PURSUANT TO SECTION 12(B) OR (G) OF THE

SECURITIES EXCHANGE ACT OF 1934

 

 

Mirant Corporation

(Exact Name of Registrant as Specified in its Charter)

 

 

 

Delaware   20-3538156
(State of Incorporation or Organization)  

(IRS Employer

Identification Number)

 

1155 Perimeter Center West, Suite 100

Atlanta, Georgia

  30338
(Address of Principal Executive Offices)   (Zip Code)

 

 

If this form relates to the registration of a class of securities pursuant to Section 12(b) of the Exchange Act and is effective pursuant to General Instruction A.(c), please check the following box:  x

If this form relates to the registration of a class of securities pursuant to Section 12(g) of the Exchange Act and is effective pursuant to General Instruction A.(d), please check the following box:  ¨

 

 

Securities Act registration statement file number to which this form relates: [N/A]

Securities to be registered pursuant to Section 12(b) of the Act:

 

Title of Each Class to be so Registered

 

Name of Each Exchange on Which

Each Class is to be Registered

Preferred Stock Purchase Rights   New York Stock Exchange, Inc.

Securities to be registered pursuant to Section 12(g) of the Act:

[None]

(Title of Each Class)

 

 

 


Item 1. Description of Registrant’s Securities To Be Registered.

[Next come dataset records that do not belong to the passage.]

use sea_orm::entity::prelude::*;

#[derive(Clone, Debug, PartialEq, DeriveEntityModel)]
#[sea_orm(table_name = "registration")]
pub struct Model {
    #[sea_orm(primary_key)]
    pub id: i32,
    pub project_id: i32,
    pub member_id: i32,
    #[sea_orm(unique)]
    pub badge_code: Option<String>,
    pub created_at: DateTime,
}

#[derive(Copy, Clone, Debug, EnumIter, DeriveRelation)]
pub enum Relation {
    #[sea_orm(
        belongs_to = "super::project::Entity",
        from = "Column::ProjectId",
        to = "super::project::Column::Id"
    )]
    Project,
    #[sea_orm(
        belongs_to = "super::member::Entity",
        from = "Column::MemberId",
        to = "super::member::Column::Id"
    )]
    Member,
}

impl Related<super::project::Entity> for Entity {
    fn to() -> RelationDef {
        Relation::Project.def()
    }
}

impl Related<super::member::Entity> for Entity {
    fn to() -> RelationDef {
        Relation::Member.def()
    }
}

impl ActiveModelBehavior for ActiveModel {}
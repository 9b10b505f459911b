use axum::{
    http::StatusCode,
    response::{IntoResponse, Response},
    Json,
};
use thiserror::Error;

use crate::model::api::ErrorDto;

#[derive(Error, Debug)]
pub enum RegistrationError {
    #[error("Project ID {0:?} not found")]
    ProjectNotFound(i32),
    #[error("Member ID {0:?} not found")]
    MemberNotFound(i32),
    #[error("Member ID {member_id:?} is already registered for project ID {project_id:?}")]
    AlreadyRegistered { member_id: i32, project_id: i32 },
    #[error("Badge code {0:?} is already assigned to another registration")]
    BadgeCodeTaken(String),
}

impl RegistrationError {
    fn not_found(message: &str) -> Response {
        (
            StatusCode::NOT_FOUND,
            Json(ErrorDto {
                error: message.to_string(),
            }),
        )
            .into_response()
    }

    fn conflict(message: &str) -> Response {
        (
            StatusCode::CONFLICT,
            Json(ErrorDto {
                error: message.to_string(),
            }),
        )
            .into_response()
    }
}

impl IntoResponse for RegistrationError {
    fn into_response(self) -> Response {
        tracing::debug!("{}", self);

        match self {
            Self::ProjectNotFound(_) => Self::not_found("Project not found"),
            Self::MemberNotFound(_) => Self::not_found("Member not found"),
            Self::AlreadyRegistered { .. } => {
                Self::conflict("Member is already registered for this project")
            }
            Self::BadgeCodeTaken(_) => Self::conflict("Badge code is already in use"),
        }
    }
}
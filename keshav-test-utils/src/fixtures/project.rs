//! Project, event, and registration fixtures.

use chrono::Utc;
use sea_orm::{ActiveModelTrait, ActiveValue, DatabaseConnection};

use crate::error::TestError;

pub struct ProjectFixtures<'a> {
    db: &'a DatabaseConnection,
}

impl<'a> ProjectFixtures<'a> {
    pub(crate) fn new(db: &'a DatabaseConnection) -> Self {
        Self { db }
    }

    pub async fn insert_project(&self, name: &str) -> Result<entity::project::Model, TestError> {
        let project = entity::project::ActiveModel {
            name: ActiveValue::Set(name.to_string()),
            created_at: ActiveValue::Set(Utc::now().naive_utc()),
            ..Default::default()
        };

        Ok(project.insert(self.db).await?)
    }

    pub async fn insert_event(
        &self,
        project_id: i32,
        name: &str,
        is_primary: bool,
    ) -> Result<entity::project_event::Model, TestError> {
        let event = entity::project_event::ActiveModel {
            project_id: ActiveValue::Set(project_id),
            name: ActiveValue::Set(name.to_string()),
            is_primary: ActiveValue::Set(is_primary),
            starts_at: ActiveValue::Set(Utc::now().naive_utc()),
            created_at: ActiveValue::Set(Utc::now().naive_utc()),
            ..Default::default()
        };

        Ok(event.insert(self.db).await?)
    }

    /// Insert a project with one non-primary event.
    pub async fn insert_project_with_event(
        &self,
        name: &str,
    ) -> Result<(entity::project::Model, entity::project_event::Model), TestError> {
        let project = self.insert_project(name).await?;
        let event = self.insert_event(project.id, "Day 1", false).await?;

        Ok((project, event))
    }

    pub async fn insert_registration(
        &self,
        project_id: i32,
        member_id: i32,
        badge_code: Option<&str>,
    ) -> Result<entity::registration::Model, TestError> {
        let registration = entity::registration::ActiveModel {
            project_id: ActiveValue::Set(project_id),
            member_id: ActiveValue::Set(member_id),
            badge_code: ActiveValue::Set(badge_code.map(str::to_string)),
            created_at: ActiveValue::Set(Utc::now().naive_utc()),
            ..Default::default()
        };

        Ok(registration.insert(self.db).await?)
    }
}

Reference is hereby made to the Registration Statement on Form 8-A filed by Mirant Corporation (the “Company”) with the Securities and Exchange Commission on March 27, 2009, relating to the Rights Agreement between the Company and Mellon Investor Services LLC, as Rights Agent, dated as of March 26, 2009 (the “Rights Agreement”). Such Registration Statement on Form 8-A is hereby incorporated by reference herein.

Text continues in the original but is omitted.